# YOUR INSTRUCTIONS:
Would you copy every line of the listing below that includes the word "records"?

────

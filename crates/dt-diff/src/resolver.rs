//! The tree status resolver: status map plus changed folders in one call.
//!
//! The resolver is a pure, synchronous computation run after every tree
//! fetch. It holds only configuration; nothing is cached between calls.

use dt_types::{ChangeRecord, ChangeStatus, PathStatus, TreeNode};
use serde::{Deserialize, Serialize};
use tracing::debug;

use crate::changed_folders::{compute_changed_folders, ChangedFolderSet};
use crate::status_map::{build_status_map, StatusMap};

/// Configuration for [`TreeStatusResolver`].
#[derive(Clone, Debug, PartialEq, Eq, Serialize, Deserialize)]
#[serde(default)]
pub struct ResolverConfig {
    /// Repository-relative prefix of the documentation tree, stripped from
    /// change paths.
    pub tree_root: String,
    /// Drop deleted records before resolving. Used by the local tree view,
    /// where deleted files no longer appear.
    pub hide_deleted: bool,
}

impl Default for ResolverConfig {
    fn default() -> Self {
        Self {
            tree_root: "docs/".to_string(),
            hide_deleted: false,
        }
    }
}

/// Resolves change records against a file tree.
#[derive(Clone, Debug, Default)]
pub struct TreeStatusResolver {
    config: ResolverConfig,
}

impl TreeStatusResolver {
    pub fn new(config: ResolverConfig) -> Self {
        Self { config }
    }

    pub fn config(&self) -> &ResolverConfig {
        &self.config
    }

    /// Build the status map and changed-folder set for `tree`.
    pub fn resolve(&self, tree: &[TreeNode], changes: &[ChangeRecord]) -> TreeStatus {
        let status_map = if self.config.hide_deleted {
            let kept: Vec<ChangeRecord> = changes
                .iter()
                .filter(|c| c.status != ChangeStatus::Deleted)
                .cloned()
                .collect();
            build_status_map(&kept, &self.config.tree_root)
        } else {
            build_status_map(changes, &self.config.tree_root)
        };
        let changed_folders = compute_changed_folders(tree, &status_map);

        debug!(
            records = changes.len(),
            paths = status_map.len(),
            folders = changed_folders.len(),
            "resolved tree status"
        );

        TreeStatus {
            status_map,
            changed_folders,
        }
    }

    /// Resolve a comparison between two commits.
    ///
    /// Comparing a commit with itself has no changes, so `fetch` is only
    /// called when `left != right`.
    pub fn resolve_range<F, E>(
        &self,
        left: &str,
        right: &str,
        tree: &[TreeNode],
        fetch: F,
    ) -> Result<TreeStatus, E>
    where
        F: FnOnce() -> Result<Vec<ChangeRecord>, E>,
    {
        if left == right {
            debug!(commit = left, "identical commits, skipping diff");
            return Ok(self.resolve(tree, &[]));
        }
        let changes = fetch()?;
        Ok(self.resolve(tree, &changes))
    }
}

/// Resolved status of a tree.
#[derive(Clone, Debug, Default, PartialEq, Eq, Serialize, Deserialize)]
pub struct TreeStatus {
    pub status_map: StatusMap,
    pub changed_folders: ChangedFolderSet,
}

impl TreeStatus {
    /// Decoration for the node at `path`.
    pub fn decoration(&self, path: &str) -> NodeDecoration {
        NodeDecoration {
            status: self.status_map.get(path),
            changed_path: self.changed_folders.contains(path),
        }
    }

    pub fn summary(&self) -> StatusSummary {
        StatusSummary {
            added: self.status_map.count(PathStatus::Added),
            deleted: self.status_map.count(PathStatus::Deleted),
            modified: self.status_map.count(PathStatus::Modified),
            changed_folders: self.changed_folders.len(),
        }
    }

    pub fn is_clean(&self) -> bool {
        self.status_map.is_empty()
    }
}

/// How a renderer decorates a single node.
#[derive(Clone, Copy, Debug, Default, PartialEq, Eq, Serialize, Deserialize)]
pub struct NodeDecoration {
    /// The node's own status badge.
    pub status: Option<PathStatus>,
    /// The node is a folder containing a changed file.
    pub changed_path: bool,
}

impl NodeDecoration {
    /// CSS classes for the node label, badge first.
    pub fn classes(&self) -> Vec<&'static str> {
        let mut classes = Vec::new();
        if let Some(status) = self.status {
            classes.push(status.css_class());
        }
        if self.changed_path {
            classes.push("changed-path");
        }
        classes
    }
}

/// Counts of changed paths by status.
#[derive(Clone, Copy, Debug, Default, PartialEq, Eq, Serialize, Deserialize)]
pub struct StatusSummary {
    pub added: usize,
    pub deleted: usize,
    pub modified: usize,
    pub changed_folders: usize,
}

#[cfg(test)]
mod tests {
    use super::*;

    fn tree() -> Vec<TreeNode> {
        vec![
            TreeNode::folder(
                "guide",
                "guide",
                vec![
                    TreeNode::file("intro.md", "guide/intro.md"),
                    TreeNode::file("setup.md", "guide/setup.md"),
                ],
            ),
            TreeNode::folder("api", "api", vec![TreeNode::file("ref.md", "api/ref.md")]),
            TreeNode::file("index.md", "index.md"),
        ]
    }

    #[test]
    fn default_config() {
        let c = ResolverConfig::default();
        assert_eq!(c.tree_root, "docs/");
        assert!(!c.hide_deleted);
    }

    #[test]
    fn resolve_strips_configured_root() {
        let resolver = TreeStatusResolver::default();
        let status = resolver.resolve(
            &tree(),
            &[
                ChangeRecord::modified("docs/guide/intro.md"),
                ChangeRecord::added("docs/index.md"),
            ],
        );
        assert_eq!(status.status_map.get("guide/intro.md"), Some(PathStatus::Modified));
        assert_eq!(status.status_map.get("index.md"), Some(PathStatus::Added));
        assert!(status.changed_folders.contains("guide"));
        assert!(!status.changed_folders.contains("api"));
    }

    #[test]
    fn hide_deleted_drops_deletions() {
        let resolver = TreeStatusResolver::new(ResolverConfig {
            hide_deleted: true,
            ..Default::default()
        });
        let status = resolver.resolve(
            &tree(),
            &[
                ChangeRecord::deleted("docs/api/ref.md"),
                ChangeRecord::modified("docs/guide/setup.md"),
            ],
        );
        assert_eq!(status.status_map.len(), 1);
        assert!(!status.changed_folders.contains("api"));
        assert!(status.changed_folders.contains("guide"));
    }

    #[test]
    fn hide_deleted_keeps_rename_expansion() {
        let resolver = TreeStatusResolver::new(ResolverConfig {
            hide_deleted: true,
            ..Default::default()
        });
        let status = resolver.resolve(&tree(), &[ChangeRecord::renamed("docs/api/ref.md", "docs/api/reference.md")]);
        assert_eq!(status.status_map.get("api/ref.md"), Some(PathStatus::Deleted));
        assert_eq!(status.status_map.get("api/reference.md"), Some(PathStatus::Added));
    }

    #[test]
    fn empty_inputs_resolve_clean() {
        let status = TreeStatusResolver::default().resolve(&[], &[]);
        assert!(status.is_clean());
        assert!(status.changed_folders.is_empty());
        assert_eq!(status.summary(), StatusSummary::default());
    }

    #[test]
    fn decoration_for_file_and_folder() {
        let status = TreeStatusResolver::default().resolve(&tree(), &[ChangeRecord::deleted("docs/guide/setup.md")]);

        let file = status.decoration("guide/setup.md");
        assert_eq!(file.status, Some(PathStatus::Deleted));
        assert!(!file.changed_path);
        assert_eq!(file.classes(), vec!["diff-deleted"]);

        let folder = status.decoration("guide");
        assert_eq!(folder.status, None);
        assert!(folder.changed_path);
        assert_eq!(folder.classes(), vec!["changed-path"]);

        assert_eq!(status.decoration("api"), NodeDecoration::default());
    }

    #[test]
    fn folder_entry_gets_badge_without_marking_parents() {
        let tree = vec![TreeNode::folder(
            "vendor",
            "vendor",
            vec![TreeNode::folder("theme", "vendor/theme", Vec::new())],
        )];
        let status = TreeStatusResolver::default().resolve(&tree, &[ChangeRecord::modified("docs/vendor/theme")]);

        let theme = status.decoration("vendor/theme");
        assert_eq!(theme.status, Some(PathStatus::Modified));
        assert!(!theme.changed_path);
        assert!(!status.decoration("vendor").changed_path);
        assert!(status.changed_folders.is_empty());
    }

    #[test]
    fn summary_counts() {
        let status = TreeStatusResolver::default().resolve(
            &tree(),
            &[
                ChangeRecord::renamed("docs/guide/intro.md", "docs/guide/start.md"),
                ChangeRecord::modified("docs/api/ref.md"),
            ],
        );
        assert_eq!(
            status.summary(),
            StatusSummary {
                added: 1,
                deleted: 1,
                modified: 1,
                changed_folders: 2,
            }
        );
    }

    #[test]
    fn identical_range_skips_fetch() {
        let resolver = TreeStatusResolver::default();
        let status: Result<TreeStatus, String> =
            resolver.resolve_range("abc", "abc", &tree(), || Err("fetch called".to_string()));
        assert!(status.unwrap().is_clean());
    }

    #[test]
    fn distinct_range_fetches_changes() {
        let resolver = TreeStatusResolver::default();
        let status = resolver
            .resolve_range("abc", "def", &tree(), || {
                Ok::<_, String>(vec![ChangeRecord::modified("docs/api/ref.md")])
            })
            .unwrap();
        assert!(status.changed_folders.contains("api"));
    }

    #[test]
    fn range_propagates_fetch_error() {
        let resolver = TreeStatusResolver::default();
        let err = resolver
            .resolve_range("abc", "def", &tree(), || Err::<Vec<ChangeRecord>, _>("offline"))
            .unwrap_err();
        assert_eq!(err, "offline");
    }

    #[test]
    fn config_from_partial_json() {
        let c: ResolverConfig = serde_json::from_str(r#"{"hide_deleted": true}"#).unwrap();
        assert!(c.hide_deleted);
        assert_eq!(c.tree_root, "docs/");
    }
}
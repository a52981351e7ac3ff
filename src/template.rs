//! Template rendering for intermediate files.
//!
//! Source files are rendered through [`minijinja`] with the module's
//! variable map as context: `theme={{ color }}` becomes `theme=solarized`.
//! Variables that are not defined render as an empty string (the engine's
//! lenient-undefined default); this is a fixed policy, not a runtime knob.
//! Files that sniff as binary are copied byte-for-byte instead.

use std::collections::BTreeMap;
use std::fs;
use std::io::Write;
use std::path::Path;

use anyhow::Result;
use minijinja::Environment;

use crate::error::TemplateError;
use crate::fsops;

/// Render `source` into `out`.
///
/// Binary files (NUL byte within the first 4 KiB) are copied verbatim; text
/// files are treated as templates over `vars`.
///
/// # Errors
///
/// Returns [`TemplateError`] for unreadable sources, syntactically invalid
/// templates, or render failures.
pub fn render(
    source: &Path,
    out: &mut dyn Write,
    vars: &BTreeMap<String, String>,
) -> Result<()> {
    if !fsops::is_text_file(source)? {
        return fsops::copy_to_writer(source, out);
    }

    let text = fs::read_to_string(source).map_err(|e| TemplateError::Io {
        path: source.to_path_buf(),
        source: e,
    })?;

    let env = Environment::new();
    let template = env
        .template_from_str(&text)
        .map_err(|e| TemplateError::Parse {
            path: source.to_path_buf(),
            source: e,
        })?;

    let rendered = template.render(vars).map_err(|e| TemplateError::Render {
        path: source.to_path_buf(),
        source: e,
    })?;

    out.write_all(rendered.as_bytes())?;
    Ok(())
}

/// Render `source` into a freshly created file at `dest`.
///
/// Parent directories are created as needed; a pre-existing file at `dest`
/// is truncated. The write is in place, not staged through a temp file: the
/// rendered intermediate is wholly owned by the engine and is rewritten on
/// every deploy.
///
/// # Errors
///
/// Returns an error if the destination cannot be created or rendering fails.
pub fn create_rendered(
    source: &Path,
    dest: &Path,
    vars: &BTreeMap<String, String>,
) -> Result<()> {
    fsops::ensure_parent_dir(dest)?;
    let mut out = fs::File::create(dest).map_err(|e| TemplateError::Io {
        path: dest.to_path_buf(),
        source: e,
    })?;
    render(source, &mut out, vars)
}
//! Remove command: materialize files, delete the module, reconcile state.
use anyhow::Result;

use super::{AppContext, persist_state};
use crate::cli::RemoveArgs;
use crate::logging::Logger;
use crate::remove;
use crate::state::State;

/// Run the remove command.
///
/// # Errors
///
/// Returns an error if state handling or the remove engine fails.
pub fn run(ctx: &AppContext, args: &RemoveArgs, log: &Logger) -> Result<()> {
    let dr = &ctx.dotfiles_dir;
    let mut state = State::load(dr)?;
    state.refresh(dr, log)?;

    remove::remove_module(dr, &args.module, &state, log)?;

    // The module directory is gone; refresh prunes its record.
    state.refresh(dr, log)?;
    persist_state(&state, dr, log)
}

#[cfg(test)]
#[allow(clippy::expect_used, clippy::unwrap_used)]
mod tests {
    use super::*;
    use crate::cli::DeployArgs;
    use crate::paths;
    use std::fs;
    use std::path::PathBuf;

    fn logger() -> Logger {
        Logger::new()
    }

    /// Initialized root with a deployed `bash` module.
    fn deployed_setup() -> (tempfile::TempDir, AppContext, PathBuf) {
        let tmp = tempfile::tempdir().unwrap();
        let dr = tmp.path().join("dotfiles");
        let home = tmp.path().join("home");
        fs::create_dir_all(paths::peridot_dir(&dr)).unwrap();
        fs::create_dir_all(&home).unwrap();
        fs::create_dir_all(dr.join("bash")).unwrap();
        fs::write(dr.join("bash/bashrc"), "export EDITOR=vi").unwrap();
        fs::write(
            dr.join("bash/module.toml"),
            format!("root = \"{}\"\nignore = [\"module.toml\"]\n", home.display()),
        )
        .unwrap();

        let mut state = State::default();
        state
            .modules
            .insert("bash".to_string(), crate::state::ModuleState::default());
        state.save(&dr).unwrap();

        let ctx = AppContext::at(&dr);
        crate::commands::deploy::run(
            &ctx,
            &DeployArgs {
                module: "bash".to_string(),
                root: None,
                dotreplace: false,
                simulate: false,
                adopt: false,
                overwrite: false,
            },
            &logger(),
        )
        .unwrap();

        (tmp, ctx, home)
    }

    fn remove_args(module: &str) -> RemoveArgs {
        RemoveArgs {
            module: module.to_string(),
        }
    }

    #[cfg(unix)]
    #[test]
    fn remove_prunes_state_and_restores_file() {
        let (_tmp, ctx, home) = deployed_setup();

        run(&ctx, &remove_args("bash"), &logger()).unwrap();

        let restored = home.join("bashrc");
        assert!(fs::symlink_metadata(&restored).unwrap().is_file());
        assert_eq!(fs::read_to_string(&restored).unwrap(), "export EDITOR=vi");

        assert!(!ctx.dotfiles_dir.join("bash").exists());
        let state = State::load(&ctx.dotfiles_dir).unwrap();
        assert!(!state.modules.contains_key("bash"));
    }

    #[cfg(unix)]
    #[test]
    fn remove_twice_succeeds() {
        let (_tmp, ctx, _home) = deployed_setup();
        run(&ctx, &remove_args("bash"), &logger()).unwrap();
        run(&ctx, &remove_args("bash"), &logger()).unwrap();
    }
}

────

# RESULT FOR THIS EXERCISE:
    /// Drop deleted records before resolving. Used by the local tree view,
/// Resolves change records against a file tree.
            records = changes.len(),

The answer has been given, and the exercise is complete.